▸ Your objective: Read through the lines below for the string "SeqCst" and copy each one that has it.

Stored items:
------------

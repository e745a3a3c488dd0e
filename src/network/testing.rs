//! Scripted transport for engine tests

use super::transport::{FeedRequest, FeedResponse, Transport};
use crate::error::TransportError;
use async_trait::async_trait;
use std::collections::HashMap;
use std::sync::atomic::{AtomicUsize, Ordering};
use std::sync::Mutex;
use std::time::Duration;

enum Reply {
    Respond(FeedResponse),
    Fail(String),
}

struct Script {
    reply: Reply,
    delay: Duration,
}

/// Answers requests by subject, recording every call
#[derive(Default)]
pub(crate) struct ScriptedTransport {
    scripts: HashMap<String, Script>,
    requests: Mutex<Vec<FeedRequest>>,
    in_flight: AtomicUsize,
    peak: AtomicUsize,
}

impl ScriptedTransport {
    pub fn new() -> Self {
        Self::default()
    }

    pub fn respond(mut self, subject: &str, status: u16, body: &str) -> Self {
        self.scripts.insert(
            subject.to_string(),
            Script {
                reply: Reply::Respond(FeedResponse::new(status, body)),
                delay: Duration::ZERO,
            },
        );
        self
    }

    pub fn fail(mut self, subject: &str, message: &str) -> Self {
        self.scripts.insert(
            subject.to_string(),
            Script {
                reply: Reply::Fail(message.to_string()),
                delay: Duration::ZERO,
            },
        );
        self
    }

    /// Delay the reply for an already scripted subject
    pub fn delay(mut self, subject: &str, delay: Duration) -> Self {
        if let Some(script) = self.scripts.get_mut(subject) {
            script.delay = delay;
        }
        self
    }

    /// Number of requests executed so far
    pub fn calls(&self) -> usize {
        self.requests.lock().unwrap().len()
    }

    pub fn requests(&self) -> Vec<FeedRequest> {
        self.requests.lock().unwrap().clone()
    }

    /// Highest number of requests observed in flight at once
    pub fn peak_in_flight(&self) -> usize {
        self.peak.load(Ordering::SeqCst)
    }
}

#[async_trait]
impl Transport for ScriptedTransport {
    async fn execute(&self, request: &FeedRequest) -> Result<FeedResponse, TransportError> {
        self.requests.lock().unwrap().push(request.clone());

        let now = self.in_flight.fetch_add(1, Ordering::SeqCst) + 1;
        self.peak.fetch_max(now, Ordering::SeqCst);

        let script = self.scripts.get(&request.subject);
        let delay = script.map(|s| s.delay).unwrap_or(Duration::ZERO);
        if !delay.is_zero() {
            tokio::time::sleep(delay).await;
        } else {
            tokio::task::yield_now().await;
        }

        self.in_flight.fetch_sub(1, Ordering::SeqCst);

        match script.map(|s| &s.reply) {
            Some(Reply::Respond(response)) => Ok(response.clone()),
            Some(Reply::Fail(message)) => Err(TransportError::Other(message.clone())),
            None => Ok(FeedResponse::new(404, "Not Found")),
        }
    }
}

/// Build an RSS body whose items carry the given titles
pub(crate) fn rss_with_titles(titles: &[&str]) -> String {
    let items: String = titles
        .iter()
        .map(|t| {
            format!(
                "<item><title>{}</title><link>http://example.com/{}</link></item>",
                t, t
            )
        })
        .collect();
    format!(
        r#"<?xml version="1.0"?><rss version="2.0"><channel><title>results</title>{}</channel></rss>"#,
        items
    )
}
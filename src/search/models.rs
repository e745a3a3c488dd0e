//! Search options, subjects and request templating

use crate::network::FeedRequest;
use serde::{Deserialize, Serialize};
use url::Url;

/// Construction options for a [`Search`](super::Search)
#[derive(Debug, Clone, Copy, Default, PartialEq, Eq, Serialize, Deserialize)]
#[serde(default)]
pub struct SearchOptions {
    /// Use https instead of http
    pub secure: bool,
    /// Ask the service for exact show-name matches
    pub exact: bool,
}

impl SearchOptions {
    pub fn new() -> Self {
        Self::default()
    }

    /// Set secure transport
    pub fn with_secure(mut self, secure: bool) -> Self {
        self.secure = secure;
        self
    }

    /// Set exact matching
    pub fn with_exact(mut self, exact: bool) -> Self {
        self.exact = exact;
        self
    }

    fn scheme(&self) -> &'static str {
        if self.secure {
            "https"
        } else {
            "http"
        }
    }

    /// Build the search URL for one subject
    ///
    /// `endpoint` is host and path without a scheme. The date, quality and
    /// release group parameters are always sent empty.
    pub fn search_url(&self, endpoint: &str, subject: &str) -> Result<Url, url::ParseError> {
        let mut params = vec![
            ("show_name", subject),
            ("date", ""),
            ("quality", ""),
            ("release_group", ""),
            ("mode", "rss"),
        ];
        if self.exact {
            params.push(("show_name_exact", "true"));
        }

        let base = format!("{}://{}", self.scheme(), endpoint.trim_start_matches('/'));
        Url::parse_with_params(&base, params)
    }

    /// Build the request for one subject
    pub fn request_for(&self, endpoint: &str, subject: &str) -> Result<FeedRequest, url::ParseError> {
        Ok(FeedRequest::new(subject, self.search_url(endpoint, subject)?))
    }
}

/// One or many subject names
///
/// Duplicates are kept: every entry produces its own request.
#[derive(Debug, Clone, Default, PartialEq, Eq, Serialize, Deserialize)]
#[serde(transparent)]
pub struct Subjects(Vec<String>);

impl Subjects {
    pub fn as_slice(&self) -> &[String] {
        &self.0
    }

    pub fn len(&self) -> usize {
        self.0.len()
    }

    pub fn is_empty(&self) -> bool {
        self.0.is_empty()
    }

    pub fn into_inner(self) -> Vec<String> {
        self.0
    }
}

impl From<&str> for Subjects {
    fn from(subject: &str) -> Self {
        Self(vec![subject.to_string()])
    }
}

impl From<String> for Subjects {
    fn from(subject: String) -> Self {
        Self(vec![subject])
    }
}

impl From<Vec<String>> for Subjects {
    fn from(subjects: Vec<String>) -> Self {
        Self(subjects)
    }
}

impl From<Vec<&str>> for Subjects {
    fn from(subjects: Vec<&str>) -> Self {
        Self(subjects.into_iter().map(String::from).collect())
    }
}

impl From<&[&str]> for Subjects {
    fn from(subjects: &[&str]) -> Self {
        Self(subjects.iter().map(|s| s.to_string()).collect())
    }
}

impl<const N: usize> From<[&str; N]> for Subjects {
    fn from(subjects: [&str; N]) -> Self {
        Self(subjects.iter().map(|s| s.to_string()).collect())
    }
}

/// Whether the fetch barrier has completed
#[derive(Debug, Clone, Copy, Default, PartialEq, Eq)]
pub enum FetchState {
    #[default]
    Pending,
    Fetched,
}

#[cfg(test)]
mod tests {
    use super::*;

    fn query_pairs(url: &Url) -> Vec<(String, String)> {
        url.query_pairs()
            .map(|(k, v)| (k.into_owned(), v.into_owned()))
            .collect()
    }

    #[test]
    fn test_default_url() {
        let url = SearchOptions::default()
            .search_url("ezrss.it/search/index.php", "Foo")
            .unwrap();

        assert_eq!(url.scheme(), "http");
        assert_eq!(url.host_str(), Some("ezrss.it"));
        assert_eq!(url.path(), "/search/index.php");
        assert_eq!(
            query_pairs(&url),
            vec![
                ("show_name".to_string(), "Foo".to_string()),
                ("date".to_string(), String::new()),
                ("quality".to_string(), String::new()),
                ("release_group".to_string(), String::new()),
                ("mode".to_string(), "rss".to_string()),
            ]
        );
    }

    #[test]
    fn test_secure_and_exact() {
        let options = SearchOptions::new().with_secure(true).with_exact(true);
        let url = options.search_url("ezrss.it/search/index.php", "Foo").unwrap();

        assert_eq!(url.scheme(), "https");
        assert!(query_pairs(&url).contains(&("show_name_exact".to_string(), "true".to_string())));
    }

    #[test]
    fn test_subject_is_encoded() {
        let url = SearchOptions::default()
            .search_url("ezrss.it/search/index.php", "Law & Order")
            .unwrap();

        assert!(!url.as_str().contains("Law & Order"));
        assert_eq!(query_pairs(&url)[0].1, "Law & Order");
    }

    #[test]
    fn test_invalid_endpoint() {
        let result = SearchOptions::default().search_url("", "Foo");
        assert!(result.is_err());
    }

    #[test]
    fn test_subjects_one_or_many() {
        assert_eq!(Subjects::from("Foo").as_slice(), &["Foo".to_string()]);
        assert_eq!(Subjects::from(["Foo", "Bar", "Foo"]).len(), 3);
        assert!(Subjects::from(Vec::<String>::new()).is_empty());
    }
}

------------

▸ Solution for this task:
        self.peak.load(Ordering::SeqCst)
        let now = self.in_flight.fetch_add(1, Ordering::SeqCst) + 1;
        self.peak.fetch_max(now, Ordering::SeqCst);
        self.in_flight.fetch_sub(1, Ordering::SeqCst);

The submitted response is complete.